Requirement:
Among the lines below, which ones contain the word "never"? Copy every such line.

Entries provided:

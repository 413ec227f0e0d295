//! Typed endpoints
//!
//! An [`Endpoint`] describes one API call and the JSON shape of its response,
//! so callers get a decoded value from [`ApiClient::send`](crate::ApiClient::send).
//!
//! ```ignore
//! struct Profile;
//!
//! impl Endpoint for Profile {
//!     type Response = ProfileDto;
//!
//!     fn method(&self) -> HttpMethod { HttpMethod::Get }
//!     fn path(&self) -> String { "users/me".to_string() }
//! }
//!
//! let profile: ProfileDto = client.send(&Profile).await?;
//! ```

use crate::error::{NetworkError, Result};
use bridge_traits::http::{HttpMethod, HttpRequest};
use serde::de::DeserializeOwned;

pub trait Endpoint: Send + Sync {
    type Response: DeserializeOwned;

    fn method(&self) -> HttpMethod;

    /// Path relative to the client's base URL, or an absolute URL.
    fn path(&self) -> String;

    fn query(&self) -> Vec<(String, String)> {
        Vec::new()
    }

    fn headers(&self) -> Vec<(String, String)> {
        Vec::new()
    }

    /// JSON request body.
    fn body(&self) -> Option<serde_json::Value> {
        None
    }

    fn to_request(&self) -> Result<HttpRequest> {
        let mut request = HttpRequest::new(self.method(), self.path());

        for (key, value) in self.query() {
            request = request.query(key, value);
        }
        for (key, value) in self.headers() {
            request = request.header(key, value);
        }
        if let Some(body) = self.body() {
            request = request.json(&body).map_err(NetworkError::Transport)?;
        }

        Ok(request)
    }
}

/// Decodes a JSON response body. An empty body decodes as `null`, so
/// endpoints answering `204 No Content` can use `()` as their response.
pub(crate) fn decode<T: DeserializeOwned>(body: &[u8]) -> Result<T> {
    let body = if body.is_empty() { b"null".as_slice() } else { body };
    serde_json::from_slice(body).map_err(|e| NetworkError::Decode(e.to_string()))
}

#[cfg(test)]
mod tests {
    use super::*;
    use serde::Deserialize;
    use serde_json::json;

    struct CreateNote {
        text: &'static str,
    }

    impl Endpoint for CreateNote {
        type Response = ();

        fn method(&self) -> HttpMethod {
            HttpMethod::Post
        }

        fn path(&self) -> String {
            "notes".to_string()
        }

        fn query(&self) -> Vec<(String, String)> {
            vec![("draft".to_string(), "true".to_string())]
        }

        fn body(&self) -> Option<serde_json::Value> {
            Some(json!({ "text": self.text }))
        }
    }

    #[derive(Debug, Deserialize, PartialEq)]
    struct Note {
        id: u32,
    }

    #[test]
    fn test_to_request() {
        let request = CreateNote { text: "hello" }.to_request().unwrap();

        assert_eq!(request.method, HttpMethod::Post);
        assert_eq!(request.url, "notes");
        assert_eq!(request.query, vec![("draft".to_string(), "true".to_string())]);
        assert_eq!(request.header_value("content-type"), Some("application/json"));
        assert_eq!(
            serde_json::from_slice::<serde_json::Value>(request.body.as_deref().unwrap()).unwrap(),
            json!({ "text": "hello" })
        );
    }

    #[test]
    fn test_decode() {
        assert_eq!(decode::<Note>(br#"{"id":7}"#).unwrap(), Note { id: 7 });
        decode::<()>(b"").unwrap();
        assert!(matches!(decode::<Note>(b"<html>"), Err(NetworkError::Decode(_))));
    }
}
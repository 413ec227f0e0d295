//! Workspace umbrella crate.
//!
//! This crate exists to expose shared feature flags that map to the individual
//! workspace crates. Host applications can depend on `foundation-workspace`
//! and enable `desktop-shims` to get the reqwest transport and in-memory
//! secure store wired in by default.

#[cfg(feature = "desktop-shims")]
pub use core_service::*;
//! Time Abstraction
//!
//! Provides an injectable time source so token-expiry decisions can be tested
//! deterministically.

use chrono::{DateTime, Duration, Utc};
use std::sync::Mutex;

/// Time source trait
///
/// # Example
///
/// ```ignore
/// use bridge_traits::time::Clock;
///
/// fn log_timestamp(clock: &dyn Clock) {
///     let now = clock.now();
///     println!("Current time: {}", now);
/// }
/// ```
pub trait Clock: Send + Sync {
    /// Get current UTC time
    fn now(&self) -> DateTime<Utc>;

    /// Get current Unix timestamp in seconds
    fn unix_timestamp(&self) -> i64 {
        self.now().timestamp()
    }

    /// Get current Unix timestamp in milliseconds
    fn unix_timestamp_millis(&self) -> i64 {
        self.now().timestamp_millis()
    }
}

/// System clock implementation using actual system time
#[derive(Debug, Clone, Default)]
pub struct SystemClock;

impl Clock for SystemClock {
    fn now(&self) -> DateTime<Utc> {
        Utc::now()
    }
}

/// Manually driven clock for tests.
#[derive(Debug)]
pub struct ManualClock {
    now: Mutex<DateTime<Utc>>,
}

impl ManualClock {
    pub fn new(start: DateTime<Utc>) -> Self {
        Self {
            now: Mutex::new(start),
        }
    }

    /// Moves the clock forward by `by`.
    pub fn advance(&self, by: Duration) {
        let mut now = self.now.lock().unwrap_or_else(|e| e.into_inner());
        *now += by;
    }

    pub fn set(&self, to: DateTime<Utc>) {
        let mut now = self.now.lock().unwrap_or_else(|e| e.into_inner());
        *now = to;
    }
}

impl Clock for ManualClock {
    fn now(&self) -> DateTime<Utc> {
        *self.now.lock().unwrap_or_else(|e| e.into_inner())
    }
}

#[cfg(test)]
mod tests {
    use super::*;

    #[test]
    fn test_system_clock() {
        let clock = SystemClock;
        let now = clock.now();
        let timestamp = clock.unix_timestamp();

        assert!(timestamp > 0);
        assert!(timestamp - now.timestamp() <= 1);
    }

    #[test]
    fn test_manual_clock_advances() {
        let start = DateTime::from_timestamp(1_700_000_000, 0).unwrap();
        let clock = ManualClock::new(start);

        clock.advance(Duration::seconds(90));
        assert_eq!(clock.unix_timestamp(), 1_700_000_090);

        clock.set(start);
        assert_eq!(clock.now(), start);
        assert_eq!(clock.unix_timestamp_millis(), 1_700_000_000_000);
    }
}
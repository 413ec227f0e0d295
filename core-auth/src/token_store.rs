//! Secure Token Storage
//!
//! Persists the session token pair through the host's [`SecureStore`]
//! (Keychain, Keystore, ...).
//!
//! ## Security Features
//!
//! - Tokens are never logged or exposed in error messages
//! - Corrupted entries are erased instead of being returned
//!
//! ## Example
//!
//! ```no_run
//! use core_auth::{SessionTokens, TokenStore};
//! use chrono::{Duration, Utc};
//! use std::sync::Arc;
//! # use bridge_traits::storage::SecureStore;
//! # async fn example(secure_store: Arc<dyn SecureStore>) -> core_auth::Result<()> {
//! let token_store = TokenStore::new(secure_store);
//!
//! let tokens = SessionTokens::new("access", "refresh", Utc::now() + Duration::hours(1));
//! token_store.store(&tokens).await?;
//!
//! let restored = token_store.load().await?;
//! token_store.clear().await?;
//! # Ok(())
//! # }
//! ```

use crate::error::{AuthError, Result};
use crate::types::SessionTokens;
use bridge_traits::storage::SecureStore;
use std::sync::Arc;
use tracing::{debug, info, warn};

/// Key the session is stored under.
pub const SESSION_TOKENS_KEY: &str = "session.tokens";

/// Secure storage for the session token pair.
///
/// Tokens are serialized to JSON before storage; all operations go through
/// the `SecureStore` trait.
#[derive(Clone)]
pub struct TokenStore {
    secure_store: Arc<dyn SecureStore>,
    key: String,
}

impl TokenStore {
    pub fn new(secure_store: Arc<dyn SecureStore>) -> Self {
        Self::with_key(secure_store, SESSION_TOKENS_KEY)
    }

    /// Uses a custom storage key, e.g. to keep several sessions apart.
    pub fn with_key(secure_store: Arc<dyn SecureStore>, key: impl Into<String>) -> Self {
        Self {
            secure_store,
            key: key.into(),
        }
    }

    pub fn key(&self) -> &str {
        &self.key
    }

    /// Stores the token pair, overwriting any previous session.
    pub async fn store(&self, tokens: &SessionTokens) -> Result<()> {
        let json = serde_json::to_vec(tokens).map_err(|e| {
            warn!(error = %e, "Failed to serialize session tokens");
            AuthError::SerializationFailed(e.to_string())
        })?;

        self.secure_store
            .set_secret(&self.key, &json)
            .await
            .map_err(|e| {
                warn!(error = %e, "Failed to store session tokens");
                AuthError::SecureStorageUnavailable(e.to_string())
            })?;

        info!(
            access_expires_at = %tokens.access_expires_at,
            "Session tokens stored securely"
        );
        Ok(())
    }

    /// Loads the stored token pair.
    ///
    /// Returns `Ok(None)` when nothing is stored. Entries that fail to
    /// deserialize are deleted and reported as `SerializationFailed`.
    pub async fn load(&self) -> Result<Option<SessionTokens>> {
        let data = self.secure_store.get_secret(&self.key).await.map_err(|e| {
            warn!(error = %e, "Failed to read session tokens");
            AuthError::SecureStorageUnavailable(e.to_string())
        })?;

        let Some(data) = data else {
            debug!("No session tokens in storage");
            return Ok(None);
        };

        match serde_json::from_slice::<SessionTokens>(&data) {
            Ok(tokens) => {
                debug!(
                    access_expires_at = %tokens.access_expires_at,
                    "Session tokens loaded"
                );
                Ok(Some(tokens))
            }
            Err(e) => {
                warn!(error = %e, "Stored session tokens are corrupted, erasing");
                if let Err(delete_err) = self.secure_store.delete_secret(&self.key).await {
                    warn!(error = %delete_err, "Failed to erase corrupted session tokens");
                }
                Err(AuthError::SerializationFailed(e.to_string()))
            }
        }
    }

    /// Erases the stored session. Succeeds when nothing is stored.
    pub async fn clear(&self) -> Result<()> {
        self.secure_store
            .delete_secret(&self.key)
            .await
            .map_err(|e| {
                warn!(error = %e, "Failed to erase session tokens");
                AuthError::SecureStorageUnavailable(e.to_string())
            })?;

        info!("Session tokens erased");
        Ok(())
    }

    pub async fn exists(&self) -> Result<bool> {
        self.secure_store
            .has_secret(&self.key)
            .await
            .map_err(|e| AuthError::SecureStorageUnavailable(e.to_string()))
    }
}
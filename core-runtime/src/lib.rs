//! # Core Runtime Module
//!
//! Provides foundational runtime infrastructure shared by the auth and
//! network layers:
//! - Logging and tracing infrastructure with pluggable sinks
//! - Configuration management
//! - Event bus system
//!
//! ## Overview
//!
//! This crate contains the runtime utilities that other modules depend on.
//! It establishes the configuration surface, logging conventions, and event
//! broadcasting used throughout the workspace.

pub mod config;
pub mod error;
pub mod events;
pub mod logging;

pub use config::{CoreConfig, CoreConfigBuilder};
pub use error::{Error, Result};
pub use events::{AuthEvent, CoreEvent, EventBus, NetworkEvent};
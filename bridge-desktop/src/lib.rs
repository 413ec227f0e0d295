//! # Desktop Bridge Implementations
//!
//! Default implementations of bridge traits for desktop platforms
//! (macOS, Windows, Linux).
//!
//! ## Overview
//!
//! - `HttpClient` using `reqwest`
//! - `SecureStore` kept in process memory
//! - `LoggerSink` appending to a log file via `tokio::fs`
//!
//! ## Usage
//!
//! ```ignore
//! use bridge_desktop::{FileLoggerSink, MemorySecureStore, ReqwestHttpClient};
//! use bridge_traits::LogLevel;
//!
//! #[tokio::main]
//! async fn main() -> bridge_traits::error::Result<()> {
//!     let http_client = ReqwestHttpClient::new()?;
//!     let secure_store = MemorySecureStore::new();
//!     let file_sink = FileLoggerSink::open("logs/app.log", LogLevel::Info).await?;
//!     // Use in core configuration
//!     Ok(())
//! }
//! ```

mod file_logger;
mod http;
mod secure_store;

pub use file_logger::FileLoggerSink;
pub use http::ReqwestHttpClient;
pub use secure_store::MemorySecureStore;
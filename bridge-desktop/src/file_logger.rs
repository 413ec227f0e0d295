//! File log destination

use async_trait::async_trait;
use bridge_traits::{
    error::{BridgeError, Result},
    logging::{LogEntry, LogFormatter, LogLevel, LoggerSink},
};
use std::path::{Path, PathBuf};
use tokio::fs::{self, File, OpenOptions};
use tokio::io::AsyncWriteExt;
use tokio::sync::Mutex;

/// Appends formatted log lines to a file.
///
/// Writes go through a single buffered handle guarded by a mutex so lines
/// from concurrent events never interleave.
pub struct FileLoggerSink {
    path: PathBuf,
    min_level: LogLevel,
    formatter: LogFormatter,
    file: Mutex<tokio::io::BufWriter<File>>,
}

impl FileLoggerSink {
    /// Opens (or creates) `path` for appending, creating parent directories.
    pub async fn open(path: impl AsRef<Path>, min_level: LogLevel) -> Result<Self> {
        let path = path.as_ref().to_path_buf();

        if let Some(parent) = path.parent() {
            if !parent.as_os_str().is_empty() {
                fs::create_dir_all(parent).await?;
            }
        }

        let file = OpenOptions::new()
            .create(true)
            .append(true)
            .open(&path)
            .await
            .map_err(|e| {
                BridgeError::OperationFailed(format!(
                    "Failed to open log file {}: {}",
                    path.display(),
                    e
                ))
            })?;

        Ok(Self {
            path,
            min_level,
            formatter: LogFormatter::default(),
            file: Mutex::new(tokio::io::BufWriter::new(file)),
        })
    }

    pub fn with_formatter(mut self, formatter: LogFormatter) -> Self {
        self.formatter = formatter;
        self
    }

    pub fn path(&self) -> &Path {
        &self.path
    }
}

#[async_trait]
impl LoggerSink for FileLoggerSink {
    async fn log(&self, entry: LogEntry) -> Result<()> {
        if entry.level < self.min_level {
            return Ok(());
        }

        let mut line = self.formatter.render(&entry);
        line.push('\n');

        let mut file = self.file.lock().await;
        file.write_all(line.as_bytes()).await?;
        if entry.level >= LogLevel::Error {
            file.flush().await?;
        }
        Ok(())
    }

    async fn flush(&self) -> Result<()> {
        self.file.lock().await.flush().await?;
        Ok(())
    }

    fn min_level(&self) -> LogLevel {
        self.min_level
    }
}
//! HTTP Transport Abstraction
//!
//! The core never talks to the network directly. It prepares an
//! [`HttpRequest`], hands it to a host-provided [`HttpClient`], and gets back a
//! status code, headers, and body bytes. Wire format, TLS, and connection
//! pooling are the transport's concern.

use async_trait::async_trait;
use bytes::Bytes;
use serde::{de::DeserializeOwned, Serialize};
use std::collections::HashMap;
use std::fmt;
use std::time::Duration;
use url::Url;

use crate::error::{BridgeError, Result};

/// HTTP method types
#[derive(Debug, Clone, Copy, PartialEq, Eq, Hash)]
pub enum HttpMethod {
    Get,
    Post,
    Put,
    Patch,
    Delete,
    Head,
}

impl HttpMethod {
    pub fn as_str(&self) -> &'static str {
        match self {
            HttpMethod::Get => "GET",
            HttpMethod::Post => "POST",
            HttpMethod::Put => "PUT",
            HttpMethod::Patch => "PATCH",
            HttpMethod::Delete => "DELETE",
            HttpMethod::Head => "HEAD",
        }
    }
}

impl fmt::Display for HttpMethod {
    fn fmt(&self, f: &mut fmt::Formatter<'_>) -> fmt::Result {
        f.write_str(self.as_str())
    }
}

/// HTTP request builder
#[derive(Debug, Clone, PartialEq)]
pub struct HttpRequest {
    pub method: HttpMethod,
    pub url: String,
    pub headers: HashMap<String, String>,
    pub query: Vec<(String, String)>,
    pub body: Option<Bytes>,
    pub timeout: Option<Duration>,
}

impl HttpRequest {
    pub fn new(method: HttpMethod, url: impl Into<String>) -> Self {
        Self {
            method,
            url: url.into(),
            headers: HashMap::new(),
            query: Vec::new(),
            body: None,
            timeout: None,
        }
    }

    pub fn get(url: impl Into<String>) -> Self {
        Self::new(HttpMethod::Get, url)
    }

    pub fn post(url: impl Into<String>) -> Self {
        Self::new(HttpMethod::Post, url)
    }

    pub fn header(mut self, key: impl Into<String>, value: impl Into<String>) -> Self {
        self.headers.insert(key.into(), value.into());
        self
    }

    /// Looks up a header ignoring ASCII case.
    pub fn header_value(&self, key: &str) -> Option<&str> {
        self.headers
            .iter()
            .find(|(k, _)| k.eq_ignore_ascii_case(key))
            .map(|(_, v)| v.as_str())
    }

    pub fn bearer_token(self, token: impl Into<String>) -> Self {
        self.header("Authorization", format!("Bearer {}", token.into()))
    }

    pub fn query(mut self, key: impl Into<String>, value: impl Into<String>) -> Self {
        self.query.push((key.into(), value.into()));
        self
    }

    pub fn json<T: Serialize>(mut self, body: &T) -> Result<Self> {
        let json = serde_json::to_vec(body).map_err(|e| {
            BridgeError::OperationFailed(format!("JSON serialization failed: {}", e))
        })?;
        self.body = Some(Bytes::from(json));
        self.headers
            .insert("Content-Type".to_string(), "application/json".to_string());
        Ok(self)
    }

    pub fn body(mut self, body: Bytes) -> Self {
        self.body = Some(body);
        self
    }

    pub fn timeout(mut self, duration: Duration) -> Self {
        self.timeout = Some(duration);
        self
    }

    /// Absolute URL with the query pairs appended.
    ///
    /// Fails if `url` is not absolute; relative paths must be resolved
    /// against a base URL before the request reaches a transport.
    pub fn resolved_url(&self) -> Result<Url> {
        let mut url = Url::parse(&self.url).map_err(|e| BridgeError::InvalidUrl {
            url: self.url.clone(),
            reason: e.to_string(),
        })?;

        if !self.query.is_empty() {
            let mut pairs = url.query_pairs_mut();
            for (key, value) in &self.query {
                pairs.append_pair(key, value);
            }
        }

        Ok(url)
    }
}

/// HTTP response
#[derive(Debug, Clone)]
pub struct HttpResponse {
    pub status: u16,
    pub headers: HashMap<String, String>,
    pub body: Bytes,
}

impl HttpResponse {
    pub fn new(status: u16, body: impl Into<Bytes>) -> Self {
        Self {
            status,
            headers: HashMap::new(),
            body: body.into(),
        }
    }

    /// Parse response body as JSON
    pub fn json<T: DeserializeOwned>(&self) -> Result<T> {
        serde_json::from_slice(&self.body).map_err(|e| {
            BridgeError::OperationFailed(format!("JSON deserialization failed: {}", e))
        })
    }

    /// Get response body as UTF-8 string
    pub fn text(&self) -> Result<String> {
        String::from_utf8(self.body.to_vec())
            .map_err(|e| BridgeError::OperationFailed(format!("Invalid UTF-8: {}", e)))
    }

    /// Check if response status is successful (2xx)
    pub fn is_success(&self) -> bool {
        (200..300).contains(&self.status)
    }

    /// Check if response status indicates a client error (4xx)
    pub fn is_client_error(&self) -> bool {
        (400..500).contains(&self.status)
    }

    /// Check if response status indicates a server error (5xx)
    pub fn is_server_error(&self) -> bool {
        (500..600).contains(&self.status)
    }
}

/// Retry policy configuration
#[derive(Debug, Clone)]
pub struct RetryPolicy {
    /// Maximum number of attempts, including the first one
    pub max_attempts: u32,
    /// Base delay between retries
    pub base_delay: Duration,
    /// Maximum delay between retries
    pub max_delay: Duration,
    /// Whether to use exponential backoff
    pub use_exponential_backoff: bool,
}

impl RetryPolicy {
    /// A policy that performs exactly one attempt.
    pub fn none() -> Self {
        Self {
            max_attempts: 1,
            ..Self::default()
        }
    }

    /// Delay to wait after the given (1-based) failed attempt.
    pub fn delay_for_attempt(&self, attempt: u32) -> Duration {
        if self.use_exponential_backoff {
            let factor = 2u32.saturating_pow(attempt.saturating_sub(1));
            self.base_delay.saturating_mul(factor).min(self.max_delay)
        } else {
            self.base_delay
        }
    }
}

impl Default for RetryPolicy {
    fn default() -> Self {
        Self {
            max_attempts: 3,
            base_delay: Duration::from_millis(100),
            max_delay: Duration::from_secs(30),
            use_exponential_backoff: true,
        }
    }
}

/// Async HTTP transport trait
///
/// This trait abstracts HTTP execution to allow platform-specific
/// implementations. Implementations handle TLS, connection pooling, and
/// (optionally) transport-level retries. Authentication is *not* the
/// transport's job; requests arrive fully prepared.
///
/// # Example
///
/// ```ignore
/// use bridge_traits::http::{HttpClient, HttpRequest, HttpMethod};
///
/// async fn fetch_data(client: &dyn HttpClient) -> Result<String> {
///     let request = HttpRequest::new(HttpMethod::Get, "https://api.example.com/data")
///         .bearer_token("token");
///
///     let response = client.execute(request).await?;
///     response.text()
/// }
/// ```
#[async_trait]
pub trait HttpClient: Send + Sync {
    /// Execute an HTTP request
    ///
    /// # Errors
    ///
    /// Returns error if:
    /// - The URL cannot be resolved
    /// - Network connection fails
    /// - Request times out
    async fn execute(&self, request: HttpRequest) -> Result<HttpResponse>;

    /// Execute an HTTP request with custom retry policy
    async fn execute_with_retry(
        &self,
        request: HttpRequest,
        policy: RetryPolicy,
    ) -> Result<HttpResponse> {
        // Implementations can override for custom retry logic
        let _ = policy;
        self.execute(request).await
    }
}
use thiserror::Error;

#[derive(Error, Debug)]
pub enum CoreError {
    #[error("Core initialization failed: {0}")]
    InitializationFailed(String),

    #[error("Runtime error: {0}")]
    Runtime(#[from] core_runtime::Error),

    #[error("Authentication error: {0}")]
    Auth(#[from] core_auth::AuthError),

    #[error("Network error: {0}")]
    Network(#[from] core_network::NetworkError),
}

pub type Result<T> = std::result::Result<T, CoreError>;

Exercise answer:
//! - Tokens are never logged or exposed in error messages
/// from concurrent events never interleave.
//! The core never talks to the network directly. It prepares an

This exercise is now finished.